Quinlan took up playing cricket while in Ireland, making his debut for the Dublin University Cricket Club in 1911. He soon established himself in the first XI, and played for the club against a full Hampshire side in May 1911, alongside his brother. Playing mainly as an opening batsman, he was also a useful medium-pace bowler in his early days, with a best of 7/20 from 15.3 overs against a team from County Cork. Quinlan made his first-class debut for a Woodbrook Club and Ground side against the touring South Africans. Three days later, he was selected to make his debut for the Irish cricket team against the South Africans, scoring two runs and a duck in the first and second innings, respectively, playing as an opener. He also played for Ireland in the traditional match against Scotland in 1912, 1913 and 1914.

After graduating from Dublin in 1920, Quinlan returned to Western Australia, where he entered into a partnership with J. R. Maxwell in the legal firm of J. and R. Maxwell. He played WACA District cricket for the East Perth Cricket Club, and represented Western Australia on tours to the Eastern states in three seasons. He captained the side in one match against South Australia in March 1927. He carried his bat in the first innings, scoring 40 runs out of the side's innings of 131, to become the first Western Australian cricketer to do so. In addition to his cricketing activities, Quinlan was a member of the Western Australian Turf Club, and owned several racehorses.

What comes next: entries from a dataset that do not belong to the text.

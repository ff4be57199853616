//! Shared fixtures: canonical records and an in-process platform client.

#![allow(dead_code)]

use async_trait::async_trait;
use chrono::DateTime;
use marketsync_engine::{
    normalize, Brand, Category, Claim, Error, Mapped, Order, OrderLine, OrderStatus, PlatformId,
    ProductVariant, ProductVariantDetail, Question, Transaction,
};
use marketsync_server::error::SyncError;
use marketsync_server::platform::{Fetched, PlatformClient};
use rust_decimal::Decimal;
use serde_json::json;
use std::sync::atomic::{AtomicUsize, Ordering};
use std::sync::Mutex;

pub fn order(platform: &PlatformId, number: &str) -> Order {
    Order {
        platform: platform.clone(),
        order_number: number.to_string(),
        package_id: None,
        customer_name: "Grace Hopper".to_string(),
        customer_email: None,
        status: OrderStatus::New,
        currency: "TRY".to_string(),
        gross_amount: Decimal::new(4990, 2),
        total_discount: Decimal::ZERO,
        total_price: Decimal::new(4990, 2),
        order_date: DateTime::from_timestamp_millis(1_706_700_000_000).unwrap(),
        last_modified: None,
        cargo_provider: None,
        cargo_tracking_number: None,
        shipping_city: None,
        lines: vec![OrderLine {
            line_id: format!("{number}-1"),
            product_name: "Mug".to_string(),
            barcode: None,
            merchant_sku: None,
            quantity: 1,
            unit_price: Decimal::new(4990, 2),
            amount: Decimal::new(4990, 2),
            discount: Decimal::ZERO,
            color: None,
            size: None,
            status: OrderStatus::New,
        }],
    }
}

/// An order whose raw date could not be normalized.
pub fn unmappable_order(number: &str) -> Mapped<Order> {
    let err = normalize::timestamp_value("orderDate", &json!("not a date")).unwrap_err();
    Err(Error::mapping(format!("order {number}"), err.to_string()))
}

pub fn variant(platform: &PlatformId, main_id: &str, variant_id: &str) -> ProductVariant {
    ProductVariant {
        platform: platform.clone(),
        product_main_id: main_id.to_string(),
        title: format!("Product {main_id}"),
        subtitle: None,
        description: None,
        brand: None,
        category: None,
        detail: ProductVariantDetail {
            external_id: variant_id.to_string(),
            barcode: None,
            stock_code: None,
            quantity: 1,
            list_price: Decimal::new(100, 0),
            sale_price: Decimal::new(90, 0),
            vat_rate: Decimal::new(20, 0),
            approved: true,
            archived: false,
            on_sale: true,
            images: vec![],
            attributes: vec![],
        },
    }
}

/// Scripted [`PlatformClient`]: every fetch returns a copy of its script.
pub struct FakeClient {
    pub platform: PlatformId,
    pub orders: Fetched<Order>,
    pub products: Fetched<ProductVariant>,
    pub claims: Fetched<Claim>,
    pub transactions: Fetched<Transaction>,
    pub questions: Fetched<Question>,
    pub brands: Fetched<Brand>,
    pub categories: Fetched<Category>,
    /// Panic inside `fetch_orders`
    pub panic_on_orders: bool,
    /// Fetch calls received, across all sources
    pub calls: AtomicUsize,
    pub last_category: Mutex<Option<String>>,
}

impl FakeClient {
    pub fn new(platform: &str) -> Self {
        Self {
            platform: PlatformId::new(platform),
            orders: Ok(Vec::new()),
            products: Ok(Vec::new()),
            claims: Ok(Vec::new()),
            transactions: Ok(Vec::new()),
            questions: Ok(Vec::new()),
            brands: Ok(Vec::new()),
            categories: Ok(Vec::new()),
            panic_on_orders: false,
            calls: AtomicUsize::new(0),
            last_category: Mutex::new(None),
        }
    }

    pub fn with_orders(mut self, orders: Fetched<Order>) -> Self {
        self.orders = orders;
        self
    }

    pub fn with_products(mut self, products: Fetched<ProductVariant>) -> Self {
        self.products = products;
        self
    }

    pub fn with_claims(mut self, claims: Fetched<Claim>) -> Self {
        self.claims = claims;
        self
    }

    pub fn with_brands(mut self, brands: Fetched<Brand>) -> Self {
        self.brands = brands;
        self
    }

    pub fn calls(&self) -> usize {
        self.calls.load(Ordering::SeqCst)
    }

    fn hit<T: Clone>(&self, script: &Fetched<T>) -> Fetched<T> {
        self.calls.fetch_add(1, Ordering::SeqCst);
        script.clone()
    }
}

#[async_trait]
impl PlatformClient for FakeClient {
    fn platform(&self) -> &PlatformId {
        &self.platform
    }

    async fn fetch_orders(&self) -> Fetched<Order> {
        if self.panic_on_orders {
            panic!("order endpoint exploded");
        }
        self.hit(&self.orders)
    }

    async fn fetch_products(&self) -> Fetched<ProductVariant> {
        self.hit(&self.products)
    }

    async fn fetch_claims(&self) -> Fetched<Claim> {
        self.hit(&self.claims)
    }

    async fn fetch_transactions(&self) -> Fetched<Transaction> {
        self.hit(&self.transactions)
    }

    async fn fetch_questions(&self) -> Fetched<Question> {
        self.hit(&self.questions)
    }

    async fn fetch_brands(&self) -> Fetched<Brand> {
        self.hit(&self.brands)
    }

    async fn fetch_categories(&self) -> Fetched<Category> {
        self.hit(&self.categories)
    }

    async fn fetch_category_attributes(&self, category_id: &str) -> Fetched<Category> {
        self.calls.fetch_add(1, Ordering::SeqCst);
        *self.last_category.lock().unwrap() = Some(category_id.to_string());
        Ok(vec![Ok(Category {
            platform: self.platform.clone(),
            category_id: category_id.to_string(),
            name: "Mugs".to_string(),
            parent_id: None,
            attributes: vec![],
        })])
    }
}

pub fn unavailable<T>() -> Fetched<T> {
    Err(SyncError::SourceUnavailable("HTTP 503 Service Unavailable".to_string()))
}
//! Sync trigger and status routes.

use axum::{
    extract::{Path, State},
    routing::{get, post},
    Json, Router,
};

use crate::error::Result;
use crate::handlers::{
    handle_run_all, handle_run_catalog, handle_run_category_attributes, handle_run_platform,
    handle_status, StatusResponse,
};
use crate::sync::SyncReport;
use crate::AppState;

/// Create sync routes.
pub fn routes() -> Router<AppState> {
    Router::new()
        .route("/sync/run", post(run_all_handler))
        .route("/sync/run/{platform}", post(run_platform_handler))
        .route("/sync/catalog/{platform}", post(catalog_handler))
        .route(
            "/sync/catalog/{platform}/categories/{category_id}/attributes",
            post(category_attributes_handler),
        )
        .route("/sync/status", get(status_handler))
}

/// POST /sync/run - Sync every registered platform.
async fn run_all_handler(State(state): State<AppState>) -> Json<SyncReport> {
    Json(handle_run_all(&state.service).await)
}

/// POST /sync/run/{platform} - Sync one platform.
async fn run_platform_handler(
    State(state): State<AppState>,
    Path(platform): Path<String>,
) -> Result<Json<SyncReport>> {
    let report = handle_run_platform(&state.service, &platform).await?;
    Ok(Json(report))
}

/// POST /sync/catalog/{platform} - Refresh brands and categories.
async fn catalog_handler(
    State(state): State<AppState>,
    Path(platform): Path<String>,
) -> Result<Json<SyncReport>> {
    let report = handle_run_catalog(&state.service, &platform).await?;
    Ok(Json(report))
}

/// POST /sync/catalog/{platform}/categories/{category_id}/attributes
async fn category_attributes_handler(
    State(state): State<AppState>,
    Path((platform, category_id)): Path<(String, String)>,
) -> Result<Json<SyncReport>> {
    let report = handle_run_category_attributes(&state.service, &platform, &category_id).await?;
    Ok(Json(report))
}

/// GET /sync/status - Scheduler state and last run per platform.
async fn status_handler(State(state): State<AppState>) -> Json<StatusResponse> {
    let scheduler = *state.scheduler.borrow();
    Json(handle_status(&state.service, scheduler))
}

In 1925, Quinlan married Ella Byrne, the daughter of Louis Byrne, who had previously served as the Dublin coroner, with whom he had one daughter. Quinlan died at his home on Mounts Bay Road in Perth on 15 August 1935, after a long illness which had prevented him from working for four years. He had spent time in several European countries before his death in an attempt to find good health. He was buried at Karrakatta Cemetery.